Buenos Aires, by Noelia Diaco. Photo is not visible, used only for sharing on social networks.

El Chalten: Camping out

March 21, 2012
campamento poincenot llamas argentina camping
Some people hire llamas to carry their stuff.

Start from the beginning of our Patagonian adventure.

Our first night of camping was surprisingly seamless. It probably helped that we had camped on our motorcycle trip and so had the division of labor down pretty well — we both set up the tent as soon as we arrived, then Ben cooked while I laid out the sleeping bags and organized everything.

Before leaving on our trip, we had made a miraculous discovery — real, delicious Mexican food in Buenos Aires from a delivery company, Tortilla Pancho Villa (we’ve avoided Mexican here since our early trip to La Fábrica del Taco). We had brought with us flour tortillas (we can’t find prepackaged wraps in store) and refried beans, and made ourselves a delicious dinner of tortillas with rice and beans, and hot chocolate to drink. By the time we finished, it had started drizzling, so we climbed into our tent, which we had secured with our newly-learned knots. (For Christmas both I and Ben bought him a copy of The Morrow Guide to Knots.)

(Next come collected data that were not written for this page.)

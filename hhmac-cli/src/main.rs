use std::error::Error;
use std::io::{self, Write};
use std::sync::Arc;
use std::time::Duration;

use anyhow::{anyhow, Context};
use chrono::{DateTime, Utc};
use hhmac::mock_request::MockRequest;
use hhmac::{
    algorithm_from_name, parse_timestamp, CanonicalizeExt, Credential, HmacAlgorithm,
    SigningConfig, SigningExt, SimpleSecretProvider, TimeWindow, ValidationError, Validator,
};
use structopt::StructOpt;

#[derive(Debug, StructOpt)]
enum Mode {
    /// Print the fingerprint of the request
    Fingerprint,
    /// Add an HHMAC Authorization header and print the signed request
    Sign,
    /// Validate the Authorization header of the request
    Verify,
}

#[derive(Debug, StructOpt)]
#[structopt(about = "Signs and validates HTTP requests read from stdin using HHMAC.")]
struct Opt {
    #[structopt(subcommand)]
    mode: Mode,

    /// The public key to sign with, or to accept when verifying.
    #[structopt(short, long, global = true)]
    key: Option<String>,

    /// The secret belonging to the public key.
    #[structopt(short, long, global = true)]
    secret: Option<String>,

    /// One of: hmac-sha256, hmac-sha512.
    #[structopt(short, long, global = true, default_value = "hmac-sha256")]
    algorithm: String,

    /// YYYYMMDDHHMMSS (UTC): the signing time when signing, the current
    /// time when verifying. Defaults to now.
    #[structopt(short, long, global = true)]
    time: Option<String>,

    /// How many seconds in the past a request may have been signed.
    #[structopt(long, global = true, default_value = "30")]
    max_age: u64,

    /// How many seconds in the future a request may have been signed.
    /// Defaults to the value of --max-age.
    #[structopt(long, global = true)]
    max_skew: Option<u64>,

    /// A scope the public key holds when verifying. May be repeated.
    #[structopt(long = "grant", global = true, number_of_values = 1)]
    grants: Vec<String>,

    /// A scope the request requires when verifying. May be repeated.
    #[structopt(long = "scope", global = true, number_of_values = 1)]
    scopes: Vec<String>,
}

impl Opt {
    fn algorithm(&self) -> anyhow::Result<Arc<dyn HmacAlgorithm>> {
        algorithm_from_name(&self.algorithm)
            .ok_or_else(|| anyhow!("Unknown algorithm: {}", self.algorithm))
    }
    fn time(&self) -> anyhow::Result<DateTime<Utc>> {
        match &self.time {
            Some(time) => {
                parse_timestamp(time).with_context(|| format!("Invalid time: {:?}", time))
            }
            None => Ok(Utc::now()),
        }
    }
    fn credentials(&self) -> anyhow::Result<(&str, &[u8])> {
        let key = self.key.as_deref().context("No public key provided")?;
        let secret = self.secret.as_deref().context("No secret provided")?;
        Ok((key, secret.as_bytes()))
    }
    fn time_window(&self) -> TimeWindow {
        let max_age = Duration::from_secs(self.max_age);
        match self.max_skew {
            Some(max_skew) => TimeWindow::Asymmetric {
                max_age,
                max_skew: Duration::from_secs(max_skew),
            },
            None => TimeWindow::Symmetric(max_age),
        }
    }
    fn signing_config(&self) -> anyhow::Result<SigningConfig> {
        let (key, secret) = self.credentials()?;
        Ok(SigningConfig::new(key, secret).with_shared_algorithm(self.algorithm()?))
    }
    fn validator(&self) -> anyhow::Result<Validator> {
        let (key, secret) = self.credentials()?;
        let credential = Credential::new(secret).with_scopes(self.grants.iter().cloned());
        let provider = SimpleSecretProvider::new(vec![(key, credential)]);
        Ok(Validator::new(self.time_window(), provider).with_shared_algorithm(self.algorithm()?))
    }
    fn verify(&self, req: &MockRequest) -> anyhow::Result<Result<(), ValidationError>> {
        let validator = self.validator()?;
        let scopes: Vec<&str> = self.scopes.iter().map(String::as_str).collect();
        Ok(validator.validate_request_at(req, &scopes, self.time()?))
    }
}

fn main() -> Result<(), Box<dyn Error>> {
    env_logger::init();

    let opt = Opt::from_args();

    let mut req = MockRequest::from_reader(&mut io::stdin().lock())?;

    log::info!("{:?}", req);

    match opt.mode {
        Mode::Fingerprint => {
            writeln!(io::stdout().lock(), "{}", req.fingerprint())?;
        }
        Mode::Sign => {
            req.sign_at(&opt.signing_config()?, opt.time()?)?;
            req.write(&mut io::stdout().lock())?;
        }
        Mode::Verify => {
            if let Err(e) = opt.verify(&req)? {
                return Err(anyhow!("{} ({})", e, e.status_code()).into());
            }
        }
    }

    Ok(())
}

The next morning, however, our camping luck didn’t extend so far. It was freezing cold when we woke up at 8:30, but finally we got out of the tent to make pancakes. Cue Ben complaining about my dislike of oatmeal (since I’m writing this part, you’re spared his ranting for now). But since I steadfastly refuse to eat oatmeal, and since we figured we would want a warm breakfast at least a couple of mornings on the trail, we had brought premixed pancake batter. We had tested the milk-less, egg-less recipe out at home and it was pretty good. Just add water and oil, and cook.

Easy, right? Well, no. It was, as Ben called it, “a horrible unmitigated failure.” Our Whisperlite International camping stove has only one temperature setting: very very hot. So our pancakes burned. Then we tried just cooking all the batter, rather than trying to make individual pancakes. We ended up eating half-cooked pancake slop. It was disgusting.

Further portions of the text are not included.